A techie himself, the GMD has ensured significant investment in the digitalisation of the bank’s activities and processes, particularly the introduction of UBA’s chatbot, LEO which is the first of its kind by any financial institutions in Africa.

“Our commitment to customer service excellence is translating to strong, operational and financial efficiency,” Uzoka said, reiterating the bank’s commitment to continue to put customers at the forefront of its activities.

“We are focused on adding value to the customers as we strive to give them an excellent experience at all times. We do this by having a vivid understanding of our customers and their specific needs, and by effectively monitoring their satisfaction through the feedback mechanism, and more importantly, making valuable improvements from their feedback. I am pleased to see we are increasingly becoming the bank of choice for individuals and businesses across Africa,” the GMD said.

“UBA remains committed to its vision of becoming the undisputed leading and dominant financial services institution in Africa. We will continue to innovate and lead in all our business segments, whilst delivering top-notch operational efficiencies and best-in-class customer service. We are beginning to realise early gains from our ongoing Transformation Program and I am indeed excited about the days ahead,” Uzoka added.

The bank’s chatbox, LEO, is available on different platforms including Whatsapp, Facebook and more recently on IOS, the mobile operating system of Apple Inc.

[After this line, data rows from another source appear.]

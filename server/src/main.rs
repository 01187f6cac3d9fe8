use anyhow::{Context, Result};
use job_server::{AppState, Config, JobStore, router};
use tracing_subscriber::{layer::SubscriberExt, util::SubscriberInitExt};

#[tokio::main]
async fn main() -> Result<()> {
    // Initialize logging
    tracing_subscriber::registry()
        .with(
            tracing_subscriber::EnvFilter::try_from_default_env()
                .unwrap_or_else(|_| "info,job_server=debug,sqlx=warn".into()),
        )
        .with(tracing_subscriber::fmt::layer())
        .init();

    tracing::info!("Starting Job Aggregator API");

    let config = Config::from_env().context("Failed to load configuration")?;

    if let Some(dir) = config.database_dir() {
        std::fs::create_dir_all(&dir)
            .with_context(|| format!("Failed to create database directory {:?}", dir))?;
    }

    let store = JobStore::connect(&config.database_url)
        .await
        .context("Failed to open job database")?;
    tracing::info!(database = %config.database_url, "Database ready");

    let app = router(AppState {
        store,
        scraper: config.scraper.clone(),
    });

    let addr = config.bind_addr();
    let listener = tokio::net::TcpListener::bind(&addr)
        .await
        .context("Failed to bind to address")?;
    tracing::info!("Server running at http://{}", addr);

    axum::serve(listener, app).await.context("Server error")?;

    Ok(())
}
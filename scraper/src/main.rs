//! Remote Job Scraper
//!
//! Fetches jobs matching a keyword from RemoteOK and Himalayas
//! and saves them to data/jobs.json

use anyhow::{Context, Result};
use clap::Parser;
use common::JobPosting;
use job_scraper::{Aggregator, ScraperConfig};
use std::fs;
use std::path::{Path, PathBuf};
use tracing_subscriber::{layer::SubscriberExt, util::SubscriberInitExt};

#[derive(Debug, Parser)]
#[command(name = "job-scraper", about = "Scrape remote job boards for a keyword")]
struct Args {
    /// Keyword to look for in titles, tags and descriptions
    #[arg(short, long, default_value = "python")]
    keyword: String,

    /// Maximum jobs kept per source
    #[arg(short, long, default_value_t = 5)]
    limit: usize,

    /// Where to write the scraped jobs
    #[arg(short, long, default_value = "data/jobs.json")]
    output: PathBuf,
}

fn print_job(index: usize, job: &JobPosting) {
    println!("{}. {}", index, job.title);
    println!("   Company: {}", job.company);
    println!("   Source: {}", job.source);
    println!("   Location: {}", job.location);
    if job.url.chars().count() > 50 {
        let short: String = job.url.chars().take(50).collect();
        println!("   URL: {}...", short);
    } else {
        println!("   URL: {}", job.url);
    }
    println!();
}

fn save_jobs(jobs: &[JobPosting], path: &Path) -> Result<()> {
    // Create data directory if it doesn't exist
    if let Some(dir) = path.parent().filter(|d| !d.as_os_str().is_empty()) {
        if !dir.exists() {
            fs::create_dir_all(dir)
                .with_context(|| format!("Failed to create directory {:?}", dir))?;
            println!("📁 Created {:?} directory", dir);
        }
    }

    let json_output =
        serde_json::to_string_pretty(jobs).context("Failed to serialize jobs to JSON")?;
    fs::write(path, json_output).with_context(|| format!("Failed to write {:?}", path))?;
    Ok(())
}

fn main() -> Result<()> {
    tracing_subscriber::registry()
        .with(
            tracing_subscriber::EnvFilter::try_from_default_env()
                .unwrap_or_else(|_| "info".into()),
        )
        .with(tracing_subscriber::fmt::layer())
        .init();

    let args = Args::parse();
    anyhow::ensure!(!args.keyword.trim().is_empty(), "keyword must not be empty");

    let config = ScraperConfig::from_env().context("Failed to load scraper configuration")?;

    println!("🔍 Scraping jobs for keyword: '{}'\n", args.keyword);

    let aggregator = Aggregator::from_config(&config).context("Failed to build HTTP client")?;
    let jobs = aggregator.run(&args.keyword, args.limit);

    println!("\n📊 Total jobs found: {}\n", jobs.len());
    for (i, job) in jobs.iter().enumerate() {
        print_job(i + 1, job);
    }

    save_jobs(&jobs, &args.output)?;
    println!("💾 Saved {} jobs to {:?}", jobs.len(), args.output);
    println!("\n✨ Scraping complete!");

    Ok(())
}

UBA customers can use the services of Leo, to open an account, buy airtime, check account balance, make account transfers and pay bills.
With business chat, customers can always reach a live person and are always in control of whether they share any contact information with a business, the bank said at the launch earlier in September.
Since its introduction in 2018, Leo has effectively been replicated in 18 African countries and the list keeps growing.